Etihad-SAT
- Operator: Mohammed bin Rashid Space Centre

Spacecraft properties
- Manufacturer: Satrec Initiative

Start of mission
- Launch date: March 2025

= Etihad-SAT =

UAE Earth Observation satellite

"Etihad-SAT", is an advanced Earth observation satellite using radar imaging technology. It was developed to enhance the UAE's capabilities in Earth observation by introducing radar imaging technology, complementing the existing optical satellite systems. It was launched in March 2025 after being developed by the Mohammed bin Rashid Space Centre, within a strategic partnership with the South Korean company “Satrec Initiative”.

Etihad-SAT is distinguished by advanced technology for Earth observation with high accuracy under various weather and environmental conditions, day and night. It also provides three imaging modes: high-resolution imaging for small areas, wide coverage of large areas, and extended observation of longer regions. from detecting oil spills and managing natural disasters to enhancing maritime navigation, supporting smart agriculture, and conducting environmental monitoring. Additionally, the data provided by Etihad-SAT will be processed using AI-powered technologies.

== Development phase ==
The development of the satellite began two years prior to its launch as part of a knowledge exchange program in cooperation with the South Korean company "Satrec Initiative". The MBRSC team worked on defining the satellite's features and specifications before moving to the preliminary design and technical testing phase to ensure compliance with standards. In the next stage, engineers from the Mohammed bin Rashid Space Centre led the final design and manufacturing operations, in partnership with experts from "Satrec Initiative".

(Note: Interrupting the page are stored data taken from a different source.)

/// Renderer binding: the backend interface the draw path talks to
///
/// A backend compiles the two shader programs once, then per frame receives
/// flattened position/color buffers, the composed camera matrix and a draw
/// call per primitive kind.
use crate::error::{Lib3dError, Result};
use crate::geometry::Color;

pub const VERTEX_SHADER: &str = include_str!("shaders/vertex.glsl");
pub const FRAGMENT_SHADER: &str = include_str!("shaders/fragment.glsl");

pub const POSITION_ATTRIBUTE: &str = "a_position";
pub const COLOR_ATTRIBUTE: &str = "a_color";
pub const MATRIX_UNIFORM: &str = "u_matrix";

/// Opaque id of a compiled program, assigned by the backend
#[derive(Debug, Clone, Copy, PartialEq, Eq, Hash)]
pub struct ProgramHandle(pub u32);

#[derive(Debug, Clone, Copy, PartialEq, Eq)]
pub enum PrimitiveKind {
    Triangles,
    Lines,
}

impl PrimitiveKind {
    pub fn vertices_per_primitive(&self) -> usize {
        match self {
            PrimitiveKind::Triangles => 3,
            PrimitiveKind::Lines => 2,
        }
    }
}

/// Depth comparison a fragment must pass against the stored depth
#[derive(Debug, Clone, Copy, PartialEq, Eq)]
pub enum DepthTest {
    Less,
    Greater,
}

impl DepthTest {
    pub fn passes(&self, incoming: f32, stored: f32) -> bool {
        match self {
            DepthTest::Less => incoming < stored,
            DepthTest::Greater => incoming > stored,
        }
    }
}

/// Per-frame clear and depth state
#[derive(Debug, Clone, Copy, PartialEq)]
pub struct ClearState {
    pub color: Color,
    pub depth: f32,
    pub depth_test: DepthTest,
}

impl Default for ClearState {
    /// Reversed depth: near fragments carry larger depth, the buffer is
    /// cleared to -1 and a fragment is kept when its depth is greater.
    fn default() -> Self {
        Self {
            color: Color::WHITE,
            depth: -1.0,
            depth_test: DepthTest::Greater,
        }
    }
}

pub trait RenderBackend {
    /// Compile and link a program. Fails with the backend's diagnostic log.
    fn compile_program(&mut self, vertex_src: &str, fragment_src: &str) -> Result<ProgramHandle>;

    /// Replace the contents of a per-vertex float attribute
    fn upload_buffer(&mut self, program: ProgramHandle, attribute: &str, data: &[f32]) -> Result<()>;

    /// Set a 4x4 column-major matrix uniform
    fn set_uniform_matrix(&mut self, program: ProgramHandle, name: &str, matrix: &[f32; 16]) -> Result<()>;

    fn draw_primitives(&mut self, program: ProgramHandle, kind: PrimitiveKind, vertex_count: usize) -> Result<()>;

    /// Clear color and depth over the backend's whole viewport
    fn clear(&mut self, state: &ClearState);
}

/// A call recorded by [`MockBackend`]
#[derive(Debug, Clone, PartialEq)]
pub enum BackendCall {
    Compile(ProgramHandle),
    Upload {
        program: ProgramHandle,
        attribute: String,
        data: Vec<f32>,
    },
    SetMatrix {
        program: ProgramHandle,
        name: String,
        matrix: [f32; 16],
    },
    Draw {
        program: ProgramHandle,
        kind: PrimitiveKind,
        vertex_count: usize,
    },
    Clear(ClearState),
}

/// Backend that records every call, for tests without a display
#[derive(Debug, Default)]
pub struct MockBackend {
    pub calls: Vec<BackendCall>,
    /// When set, `compile_program` fails with this log
    pub compile_error: Option<String>,
    programs: u32,
}

impl MockBackend {
    pub fn new() -> Self {
        Self::default()
    }

    pub fn failing(log: &str) -> Self {
        Self {
            compile_error: Some(log.to_string()),
            ..Self::default()
        }
    }

    pub fn draws(&self) -> Vec<(PrimitiveKind, usize)> {
        self.calls
            .iter()
            .filter_map(|call| match call {
                BackendCall::Draw { kind, vertex_count, .. } => Some((*kind, *vertex_count)),
                _ => None,
            })
            .collect()
    }

    /// Most recent upload of `attribute` to `program`
    pub fn last_upload(&self, program: ProgramHandle, attribute: &str) -> Option<&[f32]> {
        self.calls.iter().rev().find_map(|call| match call {
            BackendCall::Upload {
                program: p,
                attribute: a,
                data,
            } if *p == program && a == attribute => Some(data.as_slice()),
            _ => None,
        })
    }

    fn check_program(&self, program: ProgramHandle) -> Result<()> {
        if program.0 >= self.programs {
            return Err(Lib3dError::UnknownProgram(program.0));
        }
        Ok(())
    }
}

impl RenderBackend for MockBackend {
    fn compile_program(&mut self, _vertex_src: &str, _fragment_src: &str) -> Result<ProgramHandle> {
        if let Some(log) = &self.compile_error {
            return Err(Lib3dError::ShaderCompilation(log.clone()));
        }
        let handle = ProgramHandle(self.programs);
        self.programs += 1;
        self.calls.push(BackendCall::Compile(handle));
        Ok(handle)
    }

    fn upload_buffer(&mut self, program: ProgramHandle, attribute: &str, data: &[f32]) -> Result<()> {
        self.check_program(program)?;
        self.calls.push(BackendCall::Upload {
            program,
            attribute: attribute.to_string(),
            data: data.to_vec(),
        });
        Ok(())
    }

    fn set_uniform_matrix(&mut self, program: ProgramHandle, name: &str, matrix: &[f32; 16]) -> Result<()> {
        self.check_program(program)?;
        self.calls.push(BackendCall::SetMatrix {
            program,
            name: name.to_string(),
            matrix: *matrix,
        });
        Ok(())
    }

    fn draw_primitives(&mut self, program: ProgramHandle, kind: PrimitiveKind, vertex_count: usize) -> Result<()> {
        self.check_program(program)?;
        self.calls.push(BackendCall::Draw {
            program,
            kind,
            vertex_count,
        });
        Ok(())
    }

    fn clear(&mut self, state: &ClearState) {
        self.calls.push(BackendCall::Clear(*state));
    }
}

#[cfg(test)]
mod tests {
    use super::*;

    #[test]
    fn test_reversed_depth_defaults() {
        let state = ClearState::default();
        assert_eq!(state.depth, -1.0);
        assert_eq!(state.depth_test, DepthTest::Greater);
        // anything in the NDC range beats the cleared value
        assert!(state.depth_test.passes(-0.99, state.depth));
        assert!(!state.depth_test.passes(-1.0, state.depth));
    }

    #[test]
    fn test_shaders_declare_binding_names() {
        for name in [POSITION_ATTRIBUTE, COLOR_ATTRIBUTE, MATRIX_UNIFORM] {
            assert!(VERTEX_SHADER.contains(name), "vertex shader lacks {}", name);
        }
        assert!(FRAGMENT_SHADER.contains("gl_FragColor"));
    }

    #[test]
    fn test_mock_rejects_unknown_program() {
        let mut backend = MockBackend::new();
        assert_eq!(
            backend.draw_primitives(ProgramHandle(0), PrimitiveKind::Lines, 2),
            Err(Lib3dError::UnknownProgram(0))
        );
        let p = backend.compile_program(VERTEX_SHADER, FRAGMENT_SHADER).unwrap();
        assert!(backend.draw_primitives(p, PrimitiveKind::Lines, 2).is_ok());
        assert_eq!(backend.draws(), vec![(PrimitiveKind::Lines, 2)]);
    }
}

On 16 March 2025, the Mohammed bin Rashid Space Centre announced the successful launch of the satellite aboard a Falcon 9 rocket from Vandenberg Air Force Base in California, United States, at exactly 10:43 am UAE time. The centre confirmed its successful arrival into a low Earth orbit at an altitude of 500 km, with a mass of 220 kg. Shortly after, the ground station at MBRSC in Al Khawaneej, Dubai, received its signals. The launch stages included the successful shutdown of Falcon 9's first-stage engine, followed by ignition of the second-stage engine, and then the fairing separation.

== Specifications ==
Etihad-SAT was developed to enhance the UAE's capabilities in Earth observation by introducing radar imaging technology, complementing the existing optical satellite systems. This technology serves various fields, including oil spill detection, monitoring of natural disasters, strengthening maritime navigation, supporting precision agriculture, and environmental monitoring.

Etihad-SAT is equipped with advanced Earth observation technology that works in all weather and environmental conditions, day and night. It provides three imaging modes: high-resolution imaging for small areas, wide-area coverage, and extended swath imaging. These capabilities make it a vital tool for multiple sectors, from detecting oil spills, managing natural disasters, and tracking maritime navigation, to supporting smart agriculture and precise environmental monitoring.

Radar imaging technology is one of the advanced imaging methods that allows satellites to capture high-resolution images of the Earth's surface under all conditions, regardless of weather or time of day. Unlike traditional cameras, radar imaging relies on radar waves, enabling visibility through clouds, darkness, and even rain.

This advanced technology works by transmitting radar signals from the satellite towards Earth. These signals reflect off surfaces and return to the satellite, which records information related to the time taken for the signals to return and their strength. By analyzing this data, detailed images of the Earth's surface are generated.